28 Apr 2020

Performance evaluation and stress diagnosis in chickens



Dr. Fábio Pértille

Diamond V

Content available in: Español (Spanish) Português (Portuguese (Brazil))

Chickens are an ideal model organism for studies in phylogeny, embryology, medicine, and other various areas of scientific research.

Chicken protein is known for having a low degree of fat, a high degree of unsaturated fatty acids and low levels of sodium and cholesterol, which responds to current consumer demand.

Domestic chicken (Gallus gallus domesticus) is one of the main sources of highquality protein for humans

In order to obtain optimal patterns of high quality meat production, great advances have been made in nutrition and management in chickens.

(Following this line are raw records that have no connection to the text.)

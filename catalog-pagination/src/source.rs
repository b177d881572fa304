//! Collection accessors consumed by [`crate::paginate`].

use std::future::Future;

use crate::cursor::KeyValue;
use crate::error::BoxError;
use crate::order::{OrderSpec, Sortable};

/// An already-filtered collection that can be read in order.
pub trait OrderedSource {
    type Item: Sortable;
    type Error: Into<BoxError>;

    /// Return at most `limit` records in `order`, starting strictly after
    /// the position `after` when given.
    fn fetch_ordered(
        &self,
        order: &OrderSpec,
        after: Option<&[KeyValue]>,
        limit: usize,
    ) -> impl Future<Output = Result<Vec<Self::Item>, Self::Error>> + Send;
}

/// An in-memory collection.
#[derive(Debug, Clone)]
pub struct MemorySource<T> {
    items: Vec<T>,
}

impl<T> Default for MemorySource<T> {
    fn default() -> Self {
        Self { items: Vec::new() }
    }
}

impl<T> MemorySource<T> {
    pub fn new(items: Vec<T>) -> Self {
        Self { items }
    }

    /// Keep only the items matching `predicate`.
    pub fn filter(mut self, predicate: impl FnMut(&T) -> bool) -> Self {
        self.items.retain(predicate);
        self
    }
}

impl<T> FromIterator<T> for MemorySource<T> {
    fn from_iter<I: IntoIterator<Item = T>>(iter: I) -> Self {
        Self::new(iter.into_iter().collect())
    }
}

impl<T> OrderedSource for MemorySource<T>
where
    T: Sortable + Clone + Send + Sync,
{
    type Item = T;
    type Error = std::convert::Infallible;

    async fn fetch_ordered(
        &self,
        order: &OrderSpec,
        after: Option<&[KeyValue]>,
        limit: usize,
    ) -> Result<Vec<T>, Self::Error> {
        let mut window: Vec<&T> = self
            .items
            .iter()
            .filter(|item| after.is_none_or(|key| order.is_after(*item, key)))
            .collect();

        window.sort_by(|a, b| order.compare(*a, *b));

        Ok(window.into_iter().take(limit).cloned().collect())
    }
}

However, a large part of these advances come from the high pressure of selection of animals in genetic improvement programs to obtain optimal rates of:

  • Ready to sell carcass
  • Efficiency
  • Growth
Based on genomic information, the use of molecular techniques has been a fundamental tool to understand genes that control characteristics of commercial interest to improve selection strategies within existing breeding programs.

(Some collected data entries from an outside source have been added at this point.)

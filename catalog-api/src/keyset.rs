//! SQL rendering of an [`OrderSpec`] for keyset pagination.
//!
//! Column names are the ordering's field names, which are validated
//! against the record's `Sortable::SORT_FIELDS` and never come from input.

use catalog_pagination::{Direction, KeyValue, OrderSpec};
use sqlx::{Postgres, QueryBuilder};

/// Push a predicate selecting rows strictly after `key` in `order`.
///
/// For `(a ASC, b DESC)` this renders `((a > $1) OR (a = $2 AND b < $3))`.
pub fn push_after(builder: &mut QueryBuilder<'_, Postgres>, order: &OrderSpec, key: &[KeyValue]) {
    let fields = order.fields();

    builder.push("(");

    for (position, field) in fields.iter().enumerate() {
        if position > 0 {
            builder.push(" OR ");
        }

        builder.push("(");

        for (equal, value) in fields[..position].iter().zip(key) {
            builder.push(equal.name).push(" = ");
            push_value(builder, value);
            builder.push(" AND ");
        }

        builder.push(field.name).push(match field.direction {
            Direction::Asc => " > ",
            Direction::Desc => " < ",
        });

        if let Some(value) = key.get(position) {
            push_value(builder, value);
        } else {
            builder.push("NULL");
        }

        builder.push(")");
    }

    builder.push(")");
}

/// Push an `ORDER BY` clause for `order`.
pub fn push_order_by(builder: &mut QueryBuilder<'_, Postgres>, order: &OrderSpec) {
    builder.push(" ORDER BY ");

    let mut separated = builder.separated(", ");
    for field in order.fields() {
        separated.push(field.name);
        separated.push_unseparated(match field.direction {
            Direction::Asc => " ASC",
            Direction::Desc => " DESC",
        });
    }
}

fn push_value(builder: &mut QueryBuilder<'_, Postgres>, value: &KeyValue) {
    match value {
        KeyValue::Null => builder.push("NULL"),
        KeyValue::Bool(value) => builder.push_bind(*value),
        KeyValue::Int(value) => builder.push_bind(*value),
        KeyValue::Text(value) => builder.push_bind(value.clone()),
        KeyValue::Uuid(value) => builder.push_bind(*value),
        KeyValue::Timestamp(value) => builder.push_bind(*value),
    };
}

The use of molecular techniques not only contributes to the improvement of selection, but also to the understanding of the evolutionary history of birds and of the genetic and epigenetic mechanisms involved in this evolutionary process and in the genetic diversification of this species.

This understanding is also important in a humanitarian context to improve the needs of animals and their breeding environments, as current models of large-scale production are questioned in relation to animal health and welfare.

Based on this, our research group in Brazil joined forces in collaboration with a research group in Sweden for the optimisation of molecular techniques to identify markers that will help us understand the genes that control performance and well-being characteristics in chickens.

Next Generation Sequencing (NGS)

molecular selection techniques

In order to understand the molecular mechanisms governing these features of interest, especially in the last decade, high-performance sequencing techniques, also known as second-generation sequencing (NGS, Next Generation Sequencing), emerged.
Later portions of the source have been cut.